Religious freedom is a fundamental right that most Americans with even a cursory knowledge of the Constitution or the nation’s history will recall as a pillar of our democracy. But its application at home and abroad is a complicated task. And getting this task right is crucial to the stability of nations around the world, including our own.
This imperative is what we gleaned from our year-end conversations with global leaders, respected scholars and authors, and clergy and laity for a recent segment of the Bush Institute’s Democracy Talks series. Differences among world religions run sharply across doctrine, practice, and even ethnicity. They also can erupt into violence and bloodshed. The antidote to potential sectarian tensions is to cultivate religious pluralism, where divergent views are explored and tolerated.
The question is, how do those of us in the larger civil society develop respect for religious identities that do not coincide with our own? Fortunately, we heard numerous encouraging examples.
Eboo Patel, founder and president of Interfaith Youth Corps, contends American hospitals offer an instructive example. At first glance, that sounds surprising. But hospitals do serve people of all faiths and respect their differences right down to a patient’s dietary practices. Medical practitioners of all beliefs work together in a common task: To heal others.
In Dallas, as in many cities, faith leaders come together to address issues like racial tensions and affordable housing. Faith Forward and Project Unity, for example, are led in Dallas by clergy like the Rev. Richie Butler, pastor of St. Luke’s Community United Methodist Church.
Collaboration occurs internationally, too, including among followers of Judaism, Islam, and Christianity. One example is how the Tony Blair Institute for Global Change brings together followers of those faiths. The former British prime minister told us the goal is for the followers of the three Abrahamic faiths “to understand each other, see the common points of tradition and history, learn to understand each other, live with each other, like each other.”
The common threads here are finding shared goals, understanding each other’s differences, and being willing to live in community.
The benefits of pluralism, however, don’t result without effective leadership from religious as well as civic leaders. They are in a far better place to facilitate interfaith collaborations than most elected leaders in today’s toxic political climate. But their work must be intentional and consistent.
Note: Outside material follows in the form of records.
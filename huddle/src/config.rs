use config::{Config as ConfigLoader, ConfigError, Environment as EnvSource, File};
use huddle_llm::{GenerationOptions, GenerativeConfig, DEFAULT_MODEL};
use huddle_store::StoreConfig;
use huddle_sync::resources::DEFAULT_BUCKET;
use huddle_types::{AuthUser, Environment};
use serde::Deserialize;
use std::path::Path;

#[derive(Debug, Clone, Default, Deserialize)]
pub struct Config {
    #[serde(default)]
    pub environment: Environment,
    #[serde(default)]
    pub store: StoreSettings,
    #[serde(default)]
    pub generative: GenerativeSettings,
    #[serde(default)]
    pub storage: StorageSettings,
    #[serde(default)]
    pub session: SessionSettings,
    #[serde(default)]
    pub logging: LoggingConfig,

    // Secrets (from ENV only)
    #[serde(skip)]
    pub store_url: Option<String>,
    #[serde(skip)]
    pub store_anon_key: Option<String>,
    #[serde(skip)]
    pub store_access_token: Option<String>,
    #[serde(skip)]
    pub generative_api_key: Option<String>,
}

#[derive(Debug, Clone, Deserialize)]
pub struct StoreSettings {
    #[serde(default = "default_heartbeat_secs")]
    pub heartbeat_secs: u64,
}

impl Default for StoreSettings {
    fn default() -> Self {
        Self {
            heartbeat_secs: default_heartbeat_secs(),
        }
    }
}

fn default_heartbeat_secs() -> u64 {
    30
}

/// Missing keys fall back to the chat sampling defaults
#[derive(Debug, Clone, Deserialize)]
#[serde(default)]
pub struct GenerativeSettings {
    pub model: String,
    pub base_url: Option<String>,
    pub temperature: Option<f32>,
    pub top_k: Option<u32>,
    pub top_p: Option<f32>,
    pub max_output_tokens: Option<u32>,
}

impl Default for GenerativeSettings {
    fn default() -> Self {
        let options = GenerationOptions::chat_defaults();
        Self {
            model: default_model(),
            base_url: None,
            temperature: options.temperature,
            top_k: options.top_k,
            top_p: options.top_p,
            max_output_tokens: options.max_output_tokens,
        }
    }
}

fn default_model() -> String {
    DEFAULT_MODEL.to_string()
}

#[derive(Debug, Clone, Deserialize)]
pub struct StorageSettings {
    #[serde(default = "default_bucket")]
    pub bucket: String,
}

impl Default for StorageSettings {
    fn default() -> Self {
        Self {
            bucket: default_bucket(),
        }
    }
}

fn default_bucket() -> String {
    DEFAULT_BUCKET.to_string()
}

/// Signed-in user handed over by the authentication provider
#[derive(Debug, Clone, Default, Deserialize)]
pub struct SessionSettings {
    pub user_id: Option<String>,
    pub email: Option<String>,
}

#[derive(Debug, Clone, Deserialize)]
pub struct LoggingConfig {
    pub level: String,
    pub format: String,
}

impl Default for LoggingConfig {
    fn default() -> Self {
        Self {
            level: "info".to_string(),
            format: "pretty".to_string(),
        }
    }
}

impl Config {
    /// Load configuration from TOML files and environment variables
    ///
    /// Hierarchy (weakest to strongest):
    /// 1. config/default.toml
    /// 2. config/{HUDDLE_ENV}.toml (if HUDDLE_ENV is set)
    /// 3. HUDDLE_* environment variables (`__` separates sections)
    pub fn load() -> Result<Self, ConfigError> {
        let mut builder = ConfigLoader::builder().add_source(File::with_name("config/default").required(false));
        if let Ok(env) = std::env::var("HUDDLE_ENV") {
            builder = builder.add_source(File::with_name(&format!("config/{}", env)).required(false));
        }
        let config = builder
            .add_source(
                EnvSource::with_prefix("HUDDLE")
                    .prefix_separator("_")
                    .separator("__")
                    .try_parsing(true),
            )
            .build()?;

        let mut cfg: Config = config.try_deserialize()?;
        cfg.read_secrets(|key| std::env::var(key).ok());
        Ok(cfg)
    }

    /// Load config from a specific path (useful for testing)
    pub fn from_file(path: impl AsRef<Path>) -> Result<Self, ConfigError> {
        let builder = ConfigLoader::builder().add_source(File::from(path.as_ref()));

        let config = builder.build()?;
        config.try_deserialize()
    }

    /// Fill the secret fields; blank values count as missing
    pub fn read_secrets(&mut self, lookup: impl Fn(&str) -> Option<String>) {
        let read = |key: &str| lookup(key).filter(|v| !v.trim().is_empty());
        self.store_url = read("STORE_URL");
        self.store_anon_key = read("STORE_ANON_KEY");
        self.store_access_token = read("STORE_ACCESS_TOKEN");
        self.generative_api_key = read("GENERATIVE_API_KEY");
    }

    pub fn store_config(&self) -> StoreConfig {
        StoreConfig {
            url: self.store_url.clone(),
            anon_key: self.store_anon_key.clone(),
            access_token: self.store_access_token.clone(),
            heartbeat_secs: self.store.heartbeat_secs,
        }
    }

    pub fn generative_config(&self) -> GenerativeConfig {
        GenerativeConfig {
            api_key: self.generative_api_key.clone(),
            base_url: self.generative.base_url.clone(),
            model: self.generative.model.clone(),
            options: GenerationOptions {
                temperature: self.generative.temperature,
                top_k: self.generative.top_k,
                top_p: self.generative.top_p,
                max_output_tokens: self.generative.max_output_tokens,
            },
        }
    }

    pub fn auth_user(&self) -> Option<AuthUser> {
        let id = self.session.user_id.as_deref().map(str::trim).filter(|id| !id.is_empty())?;
        let user = AuthUser::new(id);
        Some(match &self.session.email {
            Some(email) => user.with_email(email.clone()),
            None => user,
        })
    }
}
Of course, debates long have ensued in the United States about whether religion even should play a role in resolving larger public challenges, such as protecting basic human rights. France’s experiment with secularism, or laïcité, offers a cautionary lesson of what happens when religious beliefs are not part of the public dialogue. By officially limiting religion’s role in France’s larger public issues, people motivated by their religious identity have had a harder time integrating into French society. This particularly has been true for France’s growing Muslim population.
The world is witnessing the most extreme example of a government driving religion out of the public square in the Chinese Communist Party’s brutal treatment of Uyghur Muslims. Hundreds of thousands of followers of that historic tradition have been driven into Chinese concentration camps.
The persecution of Uyghurs illustrates why the White House, Congress, statehouses, and the courts must remain vigilant about religious freedom here and around the world. If room is not created in the policy world for an expression of one’s deepest beliefs, it can lead to sectarian strife in a region or country.
Sectarian strife certainly is evident in the Sunni/Shia fissures across the Middle East and the Protestant/Catholic tensions in Northern Ireland. Religious extremism threatens Northern Africa and Sub-Saharan Africa as well.
The United States is not off the hook either. Getting religious freedom right matters immensely to our society, too. Polarization, after all, runs deeply in American life, including over religious identity.
That is clear in debates over transgender Americans, the COVID-19 vaccine, and reproductive technologies, among other issues. The tone and tenor of those debates will determine whether we can mend at least some of our divisions. That is why civic and religious leaders —and hopefully political leaders — should lead by example in having honest, yet constructive conversations.
There certainly is a positive element to getting religious freedom right in our country. Adhering to religious faith is central to many Americans’ lives. Finding ways for believers to express their views will lead to a greater flourishing of our national life. In turn, that strengthens our democracy.